Pour finir, parlons de la relation RDC-Chine. Quel est votre avis?
Je pense que la Chine est sur la ligne de crête, parce que son projet en direction de l’Afrique est extrêmement audacieux. Penser qu’on peut retourner la mondialisation en en faisant l’instrument autocentré, à mon avis ça ne peut pas marcher. Je pense que ça peut permettre à la Chine de marquer quelques points, mais il va y avoir un jour une émeute dans une mine.
Propos recueilli par Olivier Delafoy
BIO EXPRESS
Bertrand Badie, né le 14 mai 1950 à Paris, est un politologue français spécialiste des relations internationales. Il devient en octobre 1990 professeur des Universités à l’Institut d’études politiques de Paris, et en octobre 1999 directeur du cycle supérieur de relations internationales de l’IEP de Paris, transformé en septembre 2004 en mention « Relations internationales » du master recherche.

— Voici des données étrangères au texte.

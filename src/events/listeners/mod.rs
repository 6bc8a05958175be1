//! Built-in event listeners.
//!
//! Use them with [`register_event_listeners`](crate::register_event_listeners).

mod logging;
#[cfg(feature = "tracing")]
mod tracing;

pub use logging::LoggingListener;
#[cfg(feature = "tracing")]
pub use self::tracing::TracingListener;
use chrono::{DateTime, Utc};

use crate::identity::{TeamId, UserId};

/// Workspace and team events emitted by actions and the workspace context.
///
/// Events are always fired. If no listeners are registered they are
/// silently ignored. Register listeners via
/// [`register_event_listeners`](crate::register_event_listeners).
#[derive(Debug, Clone)]
pub enum WorkspaceEvent {
    // team lifecycle
    TeamCreated {
        team_id: TeamId,
        user_id: UserId,
        at: DateTime<Utc>,
    },
    MemberJoined {
        team_id: TeamId,
        user_id: UserId,
        at: DateTime<Utc>,
    },
    MemberLeft {
        team_id: TeamId,
        user_id: UserId,
        at: DateTime<Utc>,
    },
    RolesUpdated {
        team_id: TeamId,
        updated_by: UserId,
        admin_count: usize,
        at: DateTime<Utc>,
    },

    // selection
    WorkspaceSwitched {
        user_id: UserId,
        team_id: Option<TeamId>,
        at: DateTime<Utc>,
    },
    SelectionReset {
        user_id: UserId,
        stale_team_id: TeamId,
        at: DateTime<Utc>,
    },
    SignedOut {
        user_id: UserId,
        at: DateTime<Utc>,
    },
}

impl WorkspaceEvent {
    /// Returns a dot-separated event name for logging/tracing.
    pub fn name(&self) -> &'static str {
        match self {
            Self::TeamCreated { .. } => "team.created",
            Self::MemberJoined { .. } => "team.member.joined",
            Self::MemberLeft { .. } => "team.member.left",
            Self::RolesUpdated { .. } => "team.roles.updated",
            Self::WorkspaceSwitched { .. } => "workspace.switched",
            Self::SelectionReset { .. } => "workspace.selection_reset",
            Self::SignedOut { .. } => "workspace.signed_out",
        }
    }

    /// Returns the timestamp when this event occurred.
    pub fn timestamp(&self) -> DateTime<Utc> {
        match self {
            Self::TeamCreated { at, .. }
            | Self::MemberJoined { at, .. }
            | Self::MemberLeft { at, .. }
            | Self::RolesUpdated { at, .. }
            | Self::WorkspaceSwitched { at, .. }
            | Self::SelectionReset { at, .. }
            | Self::SignedOut { at, .. } => *at,
        }
    }
}
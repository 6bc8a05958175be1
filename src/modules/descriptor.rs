use serde::{Deserialize, Serialize};

use crate::identity::ModuleId;

/// Icon shown next to a module in the sidebar.
///
/// Stored by name; unknown names fall back to [`IconKind::Settings`].
#[derive(Debug, Clone, Copy, PartialEq, Eq, Hash, Serialize, Deserialize)]
#[serde(from = "String", into = "String")]
pub enum IconKind {
    Home,
    Sparkles,
    Calendar,
    Banknote,
    Database,
    ClipboardList,
    Activity,
    ArrowRightLeft,
    Zap,
    Settings,
}

impl IconKind {
    pub fn as_str(&self) -> &'static str {
        match self {
            Self::Home => "Home",
            Self::Sparkles => "Sparkles",
            Self::Calendar => "Calendar",
            Self::Banknote => "Banknote",
            Self::Database => "Database",
            Self::ClipboardList => "ClipboardList",
            Self::Activity => "Activity",
            Self::ArrowRightLeft => "ArrowRightLeft",
            Self::Zap => "Zap",
            Self::Settings => "Settings",
        }
    }

    pub fn from_name(name: &str) -> Self {
        match name {
            "Home" => Self::Home,
            "Sparkles" => Self::Sparkles,
            "Calendar" => Self::Calendar,
            "Banknote" => Self::Banknote,
            "Database" => Self::Database,
            "ClipboardList" => Self::ClipboardList,
            "Activity" => Self::Activity,
            "ArrowRightLeft" => Self::ArrowRightLeft,
            "Zap" => Self::Zap,
            _ => Self::Settings,
        }
    }
}

impl From<String> for IconKind {
    fn from(name: String) -> Self {
        Self::from_name(&name)
    }
}

impl From<IconKind> for String {
    fn from(icon: IconKind) -> Self {
        icon.as_str().to_owned()
    }
}

/// Static description of one feature module.
#[derive(Debug, Clone, PartialEq, Serialize, Deserialize)]
#[serde(rename_all = "camelCase")]
pub struct ModuleDescriptor {
    pub id: ModuleId,
    pub name: String,
    /// Route the module renders at.
    pub path: String,
    #[serde(rename = "iconName")]
    pub icon: IconKind,
    /// Registry-level switch, independent of user and team.
    pub enabled: bool,
    /// Locked modules cannot be disabled and are never deniable by a team.
    #[serde(default)]
    pub locked: bool,
    #[serde(default)]
    pub beta: bool,
    #[serde(default)]
    pub description: String,
}

impl ModuleDescriptor {
    pub fn new(id: &str, name: &str, path: &str, icon: IconKind) -> Self {
        Self {
            id: ModuleId::from(id),
            name: name.to_owned(),
            path: path.to_owned(),
            icon,
            enabled: true,
            locked: false,
            beta: false,
            description: String::new(),
        }
    }

    #[must_use]
    pub fn locked(mut self) -> Self {
        self.locked = true;
        self
    }

    #[must_use]
    pub fn beta(mut self) -> Self {
        self.beta = true;
        self
    }

    #[must_use]
    pub fn disabled(mut self) -> Self {
        self.enabled = false;
        self
    }

    #[must_use]
    pub fn with_description(mut self, description: &str) -> Self {
        description.clone_into(&mut self.description);
        self
    }
}
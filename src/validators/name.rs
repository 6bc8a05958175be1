use super::ValidationError;

pub const MAX_TEAM_NAME_LENGTH: usize = 50;

pub fn validate_team_name(name: &str) -> Result<(), ValidationError> {
    let trimmed = name.trim();

    if trimmed.is_empty() {
        return Err(ValidationError::TeamNameEmpty);
    }

    if trimmed.chars().count() > MAX_TEAM_NAME_LENGTH {
        return Err(ValidationError::TeamNameTooLong);
    }

    Ok(())
}
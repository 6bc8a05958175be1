//! Event system for team and workspace changes.
//!
//! Events are fired from every team action and workspace transition. If no
//! listeners are registered, they are silently ignored.
//!
//! # Quick Start
//!
//! ```rust,ignore
//! use paddock::register_event_listeners;
//! use paddock::events::listeners::LoggingListener;
//!
//! fn main() {
//!     register_event_listeners(|registry| {
//!         registry.listen(LoggingListener::new());
//!     });
//! }
//! ```

mod event;
mod listener;
mod registry;

pub mod listeners;

pub use event::WorkspaceEvent;
pub use listener::Listener;
pub use registry::{EventRegistry, dispatch, register_event_listeners};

Il a été de 1994 à 2003 directeur des presses de Sciences Po. Depuis l’année 2000, Bertrand Badie assure le cours d’Espace mondial en deuxième année du collège universitaire de Sciences Po. En 2014 et 2015, ce cours a été diffusé sous forme de MOOC en accès libre sur la plate-forme France Université numérique. Sa version anglaise est également diffusée en 2015 sur la plate-forme Coursera.